Whitehorse is being taken to court over its decision to allow a batch plant near McLean Lake. A city bylaw, passed on November 13th, is invalid,…

Whitehorse is being taken to court over its decision to allow a batch plant near McLean Lake.

A city bylaw, passed on November 13th, is invalid, said Skeeter Miller-Wright of the McLean Lake Residents’ Association.

The lot was rezoned to quarries, but restricted to allow only a batch plant.

That’s not the correct city zoning for the use, said Miller-Wright in his 12-page affidavit to the court.

The bylaw also contravenes the previous Supreme Court ruling against the city.

And it violates rules for accountable government under the Municipal Act.

The batch plant application was brought forward by Ron Newsome’s Territorial Contracting Ltd.

The original application was for both a gravel quarry and concrete batch plant.

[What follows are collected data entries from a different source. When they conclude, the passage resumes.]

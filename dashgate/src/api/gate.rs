//! ゲート画面ハンドラー
//!
//! `GET <base>` で現在の状態を表示し、`POST <base>` でログイン・ログアウトを受け付ける。

use super::error::AppError;
use crate::common::error::GateError;
use crate::common::ip::resolve_client_ip;
use crate::gate::{GateOutcome, GateRequest, GateResponse, LoginForm, SessionCookie};
use crate::session::cookie::{
    build_session_cookie, clear_session_cookie, extract_session_id, is_request_secure,
};
use crate::view::{self, PageContext};
use crate::AppState;
use axum::{
    body::Bytes,
    extract::{ConnectInfo, State},
    http::{header, HeaderMap, HeaderValue, Method, StatusCode},
    response::{Html, IntoResponse, Response},
};
use std::net::SocketAddr;

/// GET <base> - 現在の状態を表示
///
/// # Returns
/// * `200 OK` - ログインフォームまたはダッシュボード
pub async fn show_gate(
    State(state): State<AppState>,
    connect_info: Option<ConnectInfo<SocketAddr>>,
    headers: HeaderMap,
) -> Result<Response, AppError> {
    handle(state, Method::GET, connect_info, headers, LoginForm::default()).await
}

/// POST <base> - ログイン試行またはログアウト
///
/// ボディは `application/x-www-form-urlencoded`。解析できないボディは空フォーム扱い。
///
/// # Returns
/// * `302 Found` - ログイン成功・ログアウト（`Location` はゲート自身）
/// * `200 OK` - 認証失敗時のログインフォーム、またはログイン済みの再表示
pub async fn submit_gate(
    State(state): State<AppState>,
    connect_info: Option<ConnectInfo<SocketAddr>>,
    headers: HeaderMap,
    body: Bytes,
) -> Result<Response, AppError> {
    let form = LoginForm::from_urlencoded(&body);
    handle(state, Method::POST, connect_info, headers, form).await
}

async fn handle(
    state: AppState,
    method: Method,
    connect_info: Option<ConnectInfo<SocketAddr>>,
    headers: HeaderMap,
    form: LoginForm,
) -> Result<Response, AppError> {
    let peer = connect_info.map(|ConnectInfo(addr)| addr);
    let request = GateRequest {
        method,
        form,
        session_id: extract_session_id(&headers),
        client_ip: resolve_client_ip(peer.as_ref(), &headers, state.config.trust_proxy),
    };

    let response = state.gate.handle_request(request).await?;
    into_http_response(&state, &headers, response)
}

fn into_http_response(
    state: &AppState,
    request_headers: &HeaderMap,
    response: GateResponse,
) -> Result<Response, AppError> {
    let config = &state.config;
    let secure = is_request_secure(request_headers);

    let mut headers = HeaderMap::new();
    headers.insert(header::CACHE_CONTROL, HeaderValue::from_static("no-store"));
    let cookie = match &response.cookie {
        SessionCookie::Issue(id) => Some(build_session_cookie(id, &config.base_path, secure)),
        SessionCookie::Clear => Some(clear_session_cookie(&config.base_path, secure)),
        SessionCookie::Unchanged => None,
    };
    if let Some(cookie) = cookie {
        headers.append(header::SET_COOKIE, header_value(&cookie)?);
    }

    match response.outcome {
        GateOutcome::Redirect => {
            headers.insert(header::LOCATION, header_value(&config.base_path)?);
            Ok((StatusCode::FOUND, headers).into_response())
        }
        GateOutcome::Render(page) => {
            let html = view::render(
                &page,
                &PageContext {
                    title: &config.page_title,
                    action: &config.base_path,
                    dashboard_url: &config.dashboard_url,
                },
            );
            Ok((StatusCode::OK, headers, Html(html)).into_response())
        }
    }
}

fn header_value(value: &str) -> Result<HeaderValue, AppError> {
    HeaderValue::from_str(value)
        .map_err(|e| AppError(GateError::Internal(format!("invalid header value: {e}"))))
}
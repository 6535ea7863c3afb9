//! dashgate: Dashboard Access Gate
//!
//! 固定認証情報でログインを検証し、埋め込みダッシュボードを表示する単一ページゲート

#![warn(missing_docs)]

/// 共通型定義（エラー、IPユーティリティ）
pub mod common;

/// HTTPハンドラー
pub mod api;

/// 認証情報の検証
pub mod auth;

/// ログイン成功の監査ログ（追記専用テキストファイル）
pub mod audit;

/// CLIインターフェース
pub mod cli;

/// 設定管理（環境変数ヘルパー）
pub mod config;

/// アクセスゲートの状態遷移
pub mod gate;

/// ロギング初期化ユーティリティ
pub mod logging;

/// axumサーバー起動・シャットダウン
pub mod server;

/// Cookieベースのセッション管理
pub mod session;

/// 協調的シャットダウン
pub mod shutdown;

/// HTMLレンダリング
pub mod view;

use std::sync::Arc;

/// アプリケーション状態
#[derive(Clone)]
pub struct AppState {
    /// アクセスゲート本体
    pub gate: Arc<gate::AccessGate>,
    /// ゲート設定
    pub config: Arc<config::GateConfig>,
}

impl AppState {
    /// 設定からインメモリセッションストアと監査ログライターを組み立てる
    pub fn from_config(config: config::GateConfig) -> Self {
        let sessions: Arc<dyn session::SessionStore> =
            Arc::new(session::MemorySessionStore::new(config.session_ttl));
        Self::with_session_store(config, sessions)
    }

    /// 任意のセッションストアで組み立てる（外部ストアやテスト用）
    pub fn with_session_store(
        config: config::GateConfig,
        sessions: Arc<dyn session::SessionStore>,
    ) -> Self {
        let verifier = Arc::new(auth::StaticCredentialVerifier::new(
            config.email.clone(),
            config.password.clone(),
        ));
        let audit_log = audit::writer::AuditLogWriter::new(config.audit_log_path.clone());
        let gate = gate::AccessGate::new(verifier, sessions, audit_log);

        Self {
            gate: Arc::new(gate),
            config: Arc::new(config),
        }
    }
}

It was passed by council, but quashed in August by Supreme Court Justice Ron Veale because the city had failed to do adequate water testing.

Detailed hydrological and hydrogeological testing is required under the official community plan before gravel can be quarried in the area.

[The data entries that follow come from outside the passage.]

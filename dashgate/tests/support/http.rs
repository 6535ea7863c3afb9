use axum::body::{to_bytes, Body};
use axum::http::{header, Request, Response, StatusCode};
use axum::Router;
use tower::ServiceExt;

/// GETリクエストを送る
pub async fn get(app: &Router, path: &str, cookie: Option<&str>) -> Response<Body> {
    let mut builder = Request::builder().method("GET").uri(path);
    if let Some(cookie) = cookie {
        builder = builder.header(header::COOKIE, cookie);
    }
    app.clone()
        .oneshot(builder.body(Body::empty()).unwrap())
        .await
        .unwrap()
}

/// urlencodedフォームをPOSTする
pub async fn post_form(
    app: &Router,
    path: &str,
    body: &str,
    cookie: Option<&str>,
) -> Response<Body> {
    let mut builder = Request::builder()
        .method("POST")
        .uri(path)
        .header(header::CONTENT_TYPE, "application/x-www-form-urlencoded");
    if let Some(cookie) = cookie {
        builder = builder.header(header::COOKIE, cookie);
    }
    app.clone()
        .oneshot(builder.body(Body::from(body.to_string())).unwrap())
        .await
        .unwrap()
}

/// ログインフォームを送る
pub async fn login(
    app: &Router,
    path: &str,
    email: &str,
    password: &str,
    cookie: Option<&str>,
) -> Response<Body> {
    let body = serde_urlencoded::to_string([("email", email), ("password", password)]).unwrap();
    post_form(app, path, &body, cookie).await
}

/// Set-Cookieからセッションの `name=value` 部分を取り出す
pub fn session_cookie<B>(response: &Response<B>) -> Option<String> {
    response
        .headers()
        .get_all(header::SET_COOKIE)
        .iter()
        .filter_map(|value| value.to_str().ok())
        .find(|value| value.starts_with("dashgate_session="))
        .and_then(|value| value.split(';').next())
        .map(str::to_string)
}

/// Set-Cookieヘッダー全体
pub fn set_cookie_header<B>(response: &Response<B>) -> Option<String> {
    response
        .headers()
        .get(header::SET_COOKIE)
        .and_then(|value| value.to_str().ok())
        .map(str::to_string)
}

/// レスポンスボディを文字列で取得する
pub async fn body_string(response: Response<Body>) -> String {
    let bytes = to_bytes(response.into_body(), usize::MAX).await.unwrap();
    String::from_utf8(bytes.to_vec()).unwrap()
}

/// 302で自身に戻ることを確認する
pub fn assert_redirect_to<B>(response: &Response<B>, location: &str) {
    assert_eq!(response.status(), StatusCode::FOUND);
    assert_eq!(
        response
            .headers()
            .get(header::LOCATION)
            .and_then(|v| v.to_str().ok()),
        Some(location)
    );
}
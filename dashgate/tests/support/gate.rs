use std::path::PathBuf;

use axum::Router;
use dashgate::config::GateConfig;
use dashgate::{api, AppState};
use tempfile::TempDir;

pub const TEST_EMAIL: &str = "ygemii@gmail.com";
pub const TEST_PASSWORD: &str = "Test123456";
pub const TEST_DASHBOARD_URL: &str =
    "https://app.powerbi.com/view?r=eyJrIjoiNDM&pageName=ReportSection";

/// テスト用ゲート（監査ログは一時ディレクトリに書く）
pub struct TestGate {
    pub app: Router,
    pub state: AppState,
    pub log_path: PathBuf,
    _dir: TempDir,
}

impl TestGate {
    /// 監査ログの内容（未作成なら空文字列）
    pub fn audit_log(&self) -> String {
        std::fs::read_to_string(&self.log_path).unwrap_or_default()
    }

    /// 監査ログの行
    pub fn audit_lines(&self) -> Vec<String> {
        self.audit_log().lines().map(str::to_string).collect()
    }
}

/// デフォルト設定のゲートを作成する
pub fn create_test_gate() -> TestGate {
    create_test_gate_with(|config| config)
}

/// 設定を差し替えてゲートを作成する
pub fn create_test_gate_with(configure: impl FnOnce(GateConfig) -> GateConfig) -> TestGate {
    let dir = tempfile::tempdir().expect("create temp dir");
    let log_path = dir.path().join("logs").join("access_log.txt");
    let config = configure(
        GateConfig::new(TEST_EMAIL, TEST_PASSWORD, TEST_DASHBOARD_URL)
            .with_audit_log_path(&log_path),
    );
    let log_path = config.audit_log_path.clone();
    let state = AppState::from_config(config);
    let app = api::create_app(state.clone());
    TestGate {
        app,
        state,
        log_path,
        _dir: dir,
    }
}
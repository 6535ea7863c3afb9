//! セッションCookie
//!
//! Set-Cookieヘッダーの生成と、リクエストCookieからのセッションID抽出

use super::SessionId;
use axum::http::{header, HeaderMap};

/// セッションCookie名
pub const SESSION_COOKIE: &str = "dashgate_session";

/// セッションCookieヘッダーを生成
///
/// ブラウザ終了で消えるセッションCookie。失効はサーバー側のTTLで管理する。
pub fn build_session_cookie(id: &SessionId, path: &str, secure: bool) -> String {
    let mut cookie = format!(
        "{}={}; Path={}; HttpOnly; SameSite=Lax",
        SESSION_COOKIE, id, path
    );
    if secure {
        cookie.push_str("; Secure");
    }
    cookie
}

/// セッションCookieを削除するためのヘッダーを生成
pub fn clear_session_cookie(path: &str, secure: bool) -> String {
    let mut cookie = format!(
        "{}=; Path={}; HttpOnly; SameSite=Lax; Max-Age=0; Expires=Thu, 01 Jan 1970 00:00:00 GMT",
        SESSION_COOKIE, path
    );
    if secure {
        cookie.push_str("; Secure");
    }
    cookie
}

/// CookieヘッダーからセッションIDを取り出す
///
/// 形式が不正な値は無視し、新規セッション扱いにする。
pub fn extract_session_id(headers: &HeaderMap) -> Option<SessionId> {
    headers
        .get_all(header::COOKIE)
        .iter()
        .filter_map(|value| value.to_str().ok())
        .flat_map(|value| value.split(';'))
        .filter_map(|part| part.trim().strip_prefix(SESSION_COOKIE)?.strip_prefix('='))
        .find_map(SessionId::parse)
}

/// リクエストがHTTPS経由か（リバースプロキシのヘッダーで判定）
pub fn is_request_secure(headers: &HeaderMap) -> bool {
    if let Some(proto) = headers
        .get("x-forwarded-proto")
        .and_then(|value| value.to_str().ok())
    {
        if proto.eq_ignore_ascii_case("https") {
            return true;
        }
    }
    if let Some(forwarded) = headers
        .get("forwarded")
        .and_then(|value| value.to_str().ok())
    {
        let lowered = forwarded.to_ascii_lowercase();
        if lowered.contains("proto=https") {
            return true;
        }
    }
    false
}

The new bylaw rezoned Newsome’s four-acre parcel of land to quarries, but carried a restriction that it could be used only for the batch plant.

Quarry zones “provide a site for the on-site removal, extraction and primary processing of soil and aggregate materials found on or under the site,” according to city zoning bylaw 2006-01.

Therefore, processing plants such as batch plants are listed as a primary use in the zoning.

However, because Newsome plans to truck in gravel from quarries in the surrounding area, and not take it from the site, this is not the proper zoning, said Miller-Wright.

Heavy industrial would be a more appropriate zoning.

Heavy industrial zones are “for large-scale industrial uses and other uses that may have large land requirements and potentially pose some nuisance effects on adjacent uses,” according to the bylaw.

A concrete plants fits this designation, especially when it is processing off-site materials, said Miller-Wright.

Zoning the land for quarries when it should be heavy industrial contravenes the Municipal Act, he said.

Even without gravel extraction, the new bylaw violates the court’s decision, said Miller-Wright.

The city had suggested a development agreement to meet obligations under the official community plan, said Veale in his judgment.

“I disagree with this proposal to the extent that it suggests the city can place conditions on the developer after the zoning bylaw approval to meet its (official community plan) obligations,” he said.

The restriction on the quarry zoning is an example of a development agreement, which the judge disagrees with, said Miller-Wright.

As well, the city was not accountable to its constituents, said Miller-Wright’s affadavit.

Municipal governments “are responsible and accountable to the citizens they serve,” according to the Municipal Act.

“Public participation is fundamental to good local government,” it states.

“When constituents in significantly large numbers make it clear to the government they have well-reasoned, well-substantiated concerns about a proposed development project, it is government’s mandate to reflect those concerns in its decisions,” said Miller-Wright

 “Hundreds of residents made their well-founded, legitimate, significant opposition to Territorial Contracting Ltd.’s proposed development known to city council.

“Council ignored the interests of those residents of Whitehorse (and) showed flagrant disregard for its legislated mandate and its duty to residents of Whitehorse when voting on the proposed bylaw,” he said.